**BRIEF:** Please keep to the lines below from the one with "assert_eq!(fs::read(&staged).unwrap(), good);" through the one with "set_mtime(&a, 1_700_000_500);", and restate them word for word, ends included.

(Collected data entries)

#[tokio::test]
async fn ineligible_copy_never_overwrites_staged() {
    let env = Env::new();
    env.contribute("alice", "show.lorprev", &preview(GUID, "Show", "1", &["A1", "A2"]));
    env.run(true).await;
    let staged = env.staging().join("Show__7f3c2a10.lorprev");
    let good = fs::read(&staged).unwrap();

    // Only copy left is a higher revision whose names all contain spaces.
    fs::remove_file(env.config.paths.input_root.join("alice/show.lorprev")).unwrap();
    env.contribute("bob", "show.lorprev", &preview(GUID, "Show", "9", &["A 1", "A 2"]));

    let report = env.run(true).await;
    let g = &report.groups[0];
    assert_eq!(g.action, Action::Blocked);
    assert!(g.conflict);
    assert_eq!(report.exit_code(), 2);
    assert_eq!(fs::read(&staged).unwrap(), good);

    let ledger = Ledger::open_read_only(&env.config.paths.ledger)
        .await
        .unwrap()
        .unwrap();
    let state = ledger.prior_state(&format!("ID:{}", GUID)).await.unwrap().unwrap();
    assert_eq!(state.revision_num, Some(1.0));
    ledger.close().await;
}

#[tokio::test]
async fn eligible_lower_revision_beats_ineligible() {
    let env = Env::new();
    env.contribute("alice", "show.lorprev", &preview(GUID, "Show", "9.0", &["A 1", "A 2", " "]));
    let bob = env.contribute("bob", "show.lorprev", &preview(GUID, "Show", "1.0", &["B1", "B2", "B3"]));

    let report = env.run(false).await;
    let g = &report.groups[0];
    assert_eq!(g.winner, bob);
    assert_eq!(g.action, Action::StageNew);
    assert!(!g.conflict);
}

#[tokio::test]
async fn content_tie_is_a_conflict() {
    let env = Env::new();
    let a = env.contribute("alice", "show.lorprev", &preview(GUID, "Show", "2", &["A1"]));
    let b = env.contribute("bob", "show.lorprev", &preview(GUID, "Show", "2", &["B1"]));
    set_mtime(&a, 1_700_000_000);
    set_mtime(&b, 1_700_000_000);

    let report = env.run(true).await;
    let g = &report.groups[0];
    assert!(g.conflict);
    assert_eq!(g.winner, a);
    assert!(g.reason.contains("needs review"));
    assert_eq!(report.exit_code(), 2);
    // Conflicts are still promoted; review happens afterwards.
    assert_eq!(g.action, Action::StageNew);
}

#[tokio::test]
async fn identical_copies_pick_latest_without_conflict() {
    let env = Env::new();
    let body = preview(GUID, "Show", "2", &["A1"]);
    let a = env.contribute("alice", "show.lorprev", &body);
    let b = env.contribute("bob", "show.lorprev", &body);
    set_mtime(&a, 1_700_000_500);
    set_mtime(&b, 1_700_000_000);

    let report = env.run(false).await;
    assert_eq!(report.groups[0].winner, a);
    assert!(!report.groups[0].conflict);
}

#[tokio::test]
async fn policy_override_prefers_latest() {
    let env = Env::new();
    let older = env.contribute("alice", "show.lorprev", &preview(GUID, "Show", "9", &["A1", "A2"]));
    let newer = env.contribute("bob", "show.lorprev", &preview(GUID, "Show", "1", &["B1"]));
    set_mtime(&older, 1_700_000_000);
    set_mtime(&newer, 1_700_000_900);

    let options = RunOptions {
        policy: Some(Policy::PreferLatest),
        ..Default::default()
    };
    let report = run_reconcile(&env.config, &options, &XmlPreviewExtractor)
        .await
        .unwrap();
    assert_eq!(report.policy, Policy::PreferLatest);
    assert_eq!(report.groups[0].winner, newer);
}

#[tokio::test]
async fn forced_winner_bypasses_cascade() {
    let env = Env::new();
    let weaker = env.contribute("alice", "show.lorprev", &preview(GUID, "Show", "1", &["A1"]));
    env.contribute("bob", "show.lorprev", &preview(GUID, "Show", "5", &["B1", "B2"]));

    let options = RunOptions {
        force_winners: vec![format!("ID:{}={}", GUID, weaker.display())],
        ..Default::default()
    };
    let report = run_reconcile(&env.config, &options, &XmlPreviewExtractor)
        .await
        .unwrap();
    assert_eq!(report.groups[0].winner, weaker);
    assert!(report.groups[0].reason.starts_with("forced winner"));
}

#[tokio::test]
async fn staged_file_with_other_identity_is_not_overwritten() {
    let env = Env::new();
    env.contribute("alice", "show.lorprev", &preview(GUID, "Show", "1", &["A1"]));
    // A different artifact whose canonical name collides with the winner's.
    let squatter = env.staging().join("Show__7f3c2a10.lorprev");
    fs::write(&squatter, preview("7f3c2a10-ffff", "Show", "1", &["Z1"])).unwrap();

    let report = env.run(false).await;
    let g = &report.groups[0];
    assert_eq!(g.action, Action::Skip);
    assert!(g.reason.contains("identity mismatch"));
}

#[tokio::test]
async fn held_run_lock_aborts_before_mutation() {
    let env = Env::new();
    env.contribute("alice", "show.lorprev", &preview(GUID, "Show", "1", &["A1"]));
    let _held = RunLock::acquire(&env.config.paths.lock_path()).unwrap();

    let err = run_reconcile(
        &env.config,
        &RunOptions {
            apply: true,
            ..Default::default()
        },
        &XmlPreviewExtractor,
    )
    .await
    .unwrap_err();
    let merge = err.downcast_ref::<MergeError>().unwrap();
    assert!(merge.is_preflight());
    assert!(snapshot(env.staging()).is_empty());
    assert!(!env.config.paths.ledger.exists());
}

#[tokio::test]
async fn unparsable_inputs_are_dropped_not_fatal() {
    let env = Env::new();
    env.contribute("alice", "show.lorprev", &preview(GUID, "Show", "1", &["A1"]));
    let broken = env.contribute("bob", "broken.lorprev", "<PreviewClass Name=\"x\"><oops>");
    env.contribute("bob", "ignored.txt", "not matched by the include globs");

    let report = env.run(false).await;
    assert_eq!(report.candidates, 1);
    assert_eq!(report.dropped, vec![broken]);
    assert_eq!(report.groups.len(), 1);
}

**EXERCISE RESULT:**
    assert_eq!(fs::read(&staged).unwrap(), good);

    let ledger = Ledger::open_read_only(&env.config.paths.ledger)
        .await
        .unwrap()
        .unwrap();
    let state = ledger.prior_state(&format!("ID:{}", GUID)).await.unwrap().unwrap();
    assert_eq!(state.revision_num, Some(1.0));
    ledger.close().await;
}

#[tokio::test]
async fn eligible_lower_revision_beats_ineligible() {
    let env = Env::new();
    env.contribute("alice", "show.lorprev", &preview(GUID, "Show", "9.0", &["A 1", "A 2", " "]));
    let bob = env.contribute("bob", "show.lorprev", &preview(GUID, "Show", "1.0", &["B1", "B2", "B3"]));

    let report = env.run(false).await;
    let g = &report.groups[0];
    assert_eq!(g.winner, bob);
    assert_eq!(g.action, Action::StageNew);
    assert!(!g.conflict);
}

#[tokio::test]
async fn content_tie_is_a_conflict() {
    let env = Env::new();
    let a = env.contribute("alice", "show.lorprev", &preview(GUID, "Show", "2", &["A1"]));
    let b = env.contribute("bob", "show.lorprev", &preview(GUID, "Show", "2", &["B1"]));
    set_mtime(&a, 1_700_000_000);
    set_mtime(&b, 1_700_000_000);

    let report = env.run(true).await;
    let g = &report.groups[0];
    assert!(g.conflict);
    assert_eq!(g.winner, a);
    assert!(g.reason.contains("needs review"));
    assert_eq!(report.exit_code(), 2);
    // Conflicts are still promoted; review happens afterwards.
    assert_eq!(g.action, Action::StageNew);
}

#[tokio::test]
async fn identical_copies_pick_latest_without_conflict() {
    let env = Env::new();
    let body = preview(GUID, "Show", "2", &["A1"]);
    let a = env.contribute("alice", "show.lorprev", &body);
    let b = env.contribute("bob", "show.lorprev", &body);
    set_mtime(&a, 1_700_000_500);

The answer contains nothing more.